Usually when asked about the night I was shot people say, “Aren’t you angry that this happened to you?” My answer is almost always “No.”  I know in my heart that me and my three my friend’s lives were spared for one simple reason - it wasn’t our time because we had not yet made our mark on the world….

From a very young age I was always curious about how things work, often taking things apart and putting them back together or transforming the Barbie boxes my dolls came in, into scale model homes held together by tape and glue and using the viewing plastic as windows!  As far as I was concerned I was a builder and even at the age of five I would walk around the house with my dad’s tool belt dreaming up my next creation. I was first introduced to architecture by my dad, we would spend our weekends driving around Pasadena admiring all the craftsman homes.  Architecture was my first love and it might always be.

I believe that education is a tool and one of the most powerful weapons that people can possess. Education has the capability to both change and save lives. The change that I want to be for the world it to give the gift of education and the creation of safe spaces to every child because every child deserves a chance to succeed and to feel safe no matter his or her background. I believe that education could have saved me from getting shot that night. What if the shooter had been immersed in school instead of the streets? I struggle almost daily about my calling, and my true purpose in life; and I truly believe that me being shot means that I have responsibility to do my best to keep it from happening to another innocent victim. By creating green spaces where kids can feel connected to each other and most importantly themselves, in an educational space, might be the key.  Education can save lives; and perhaps why mine was spared that night. Now it’s my turn to try and save education.

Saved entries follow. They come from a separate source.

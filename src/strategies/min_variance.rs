//! # Minimum Variance
//!
//! $$
//! \mathbf{w}^\* = \arg\min_{\mathbf{1}^\top\mathbf{w}=1} \mathbf{w}^\top \hat\Sigma_t \mathbf{w},
//! \qquad \hat\Sigma_t = \widehat{\operatorname{Cov}}(r_{t-L+1..t}) + \lambda I
//! $$
//!
//! Rebalances into the minimum-variance portfolio of the `size` calmest
//! tickers, estimated over a trailing window of simple returns.

use chrono::NaiveDate;
use tracing::debug;
use tracing::warn;

use super::check_lookback;
use super::low_volatility_window;
use crate::backtest::BacktestError;
use crate::backtest::MarketView;
use crate::backtest::Strategy;
use crate::backtest::WeightTable;
use crate::backtest::strategy::decision_point;
use crate::portfolio::PortfolioResult;
use crate::portfolio::min_variance_closed_form;
use crate::portfolio::optimize_min_variance;
use crate::portfolio::sample_covariance;

/// Runtime configuration for [`MinimumVariance`].
#[derive(Clone, Debug)]
pub struct MinVarianceConfig {
  /// Dataset holding the traded prices.
  pub dataset: String,
  /// Number of trailing returns in the estimation window.
  pub lookback: usize,
  /// Allow negative weights (closed-form solve) instead of the long-only simplex.
  pub allow_short: bool,
  /// Diagonal loading added to the sample covariance.
  pub ridge: f64,
}

impl Default for MinVarianceConfig {
  fn default() -> Self {
    Self {
      dataset: "stocks".to_string(),
      lookback: 60,
      allow_short: false,
      ridge: 1e-8,
    }
  }
}

/// Covariance used for the most recent decision.
#[derive(Clone, Debug)]
pub struct CovarianceEstimate {
  pub date: NaiveDate,
  pub tickers: Vec<String>,
  pub covariance: Vec<Vec<f64>>,
  /// Model volatility of the chosen portfolio.
  pub volatility: f64,
}

#[derive(Clone, Debug, Default)]
pub struct MinimumVariance {
  config: MinVarianceConfig,
  last_estimate: Option<CovarianceEstimate>,
}

impl MinimumVariance {
  /// Fails with [`BacktestError::InvalidConfig`] when the lookback is below
  /// two returns or the ridge is negative.
  pub fn new(config: MinVarianceConfig) -> Result<Self, BacktestError> {
    check_lookback(config.lookback)?;
    if !(config.ridge >= 0.0 && config.ridge.is_finite()) {
      return Err(BacktestError::InvalidConfig(format!(
        "ridge must be finite and non-negative, got {}",
        config.ridge
      )));
    }
    Ok(Self {
      config,
      last_estimate: None,
    })
  }

  pub fn config(&self) -> &MinVarianceConfig {
    &self.config
  }

  /// Estimate behind the last produced allocation.
  pub fn last_estimate(&self) -> Option<&CovarianceEstimate> {
    self.last_estimate.as_ref()
  }

  fn solve(&self, cov: &[Vec<f64>]) -> PortfolioResult {
    if !self.config.allow_short {
      return optimize_min_variance(cov);
    }
    min_variance_closed_form(cov).unwrap_or_else(|| {
      warn!("covariance not positive definite, falling back to long-only solve");
      optimize_min_variance(cov)
    })
  }
}

impl Strategy for MinimumVariance {
  fn name(&self) -> &str {
    "minimum-variance"
  }

  fn calculate_next_weights(
    &mut self,
    data: &MarketView<'_>,
    t: usize,
    size: usize,
  ) -> Result<WeightTable, BacktestError> {
    let (panel, date) = decision_point(data, &self.config.dataset, t)?;
    let window = low_volatility_window(panel, t, self.config.lookback, size)?;

    let mut cov = sample_covariance(&window.returns);
    for (i, row) in cov.iter_mut().enumerate() {
      row[i] += self.config.ridge;
    }
    let result = self.solve(&cov);
    debug!(
      date = %date,
      assets = window.tickers.len(),
      volatility = result.volatility,
      "minimum-variance weights"
    );

    let table = WeightTable::from_weights(
      date,
      window.tickers.iter().cloned().zip(result.weights.iter().copied()),
    );
    self.last_estimate = Some(CovarianceEstimate {
      date,
      tickers: window.tickers,
      covariance: cov,
      volatility: result.volatility,
    });
    Ok(table)
  }
}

Having attended Educating Young Minds and meeting the founder, Ms. Echols, really changed the way I thought about learning and education. After I graduated from the program and from high school I knew that one-day I would give back to EYM in any way that I could because it became a part of me in a way that I never imagined. Ms. Echols and the teachers at Educating Young Minds fought for us to do and be better every day. They not only helped us with our academics but they believed in us and our ability to excel. With the help of EYM, I graduated from high school with excellence. I was college bound! A few weeks later, my name called, I stood and walked across the stage of the Hollywood Bowl with all of my sisters of Immaculate Heart High School and received my high school diploma. It was only a few weeks later that a gun toting stranger took a shot at me and changed my life forever.  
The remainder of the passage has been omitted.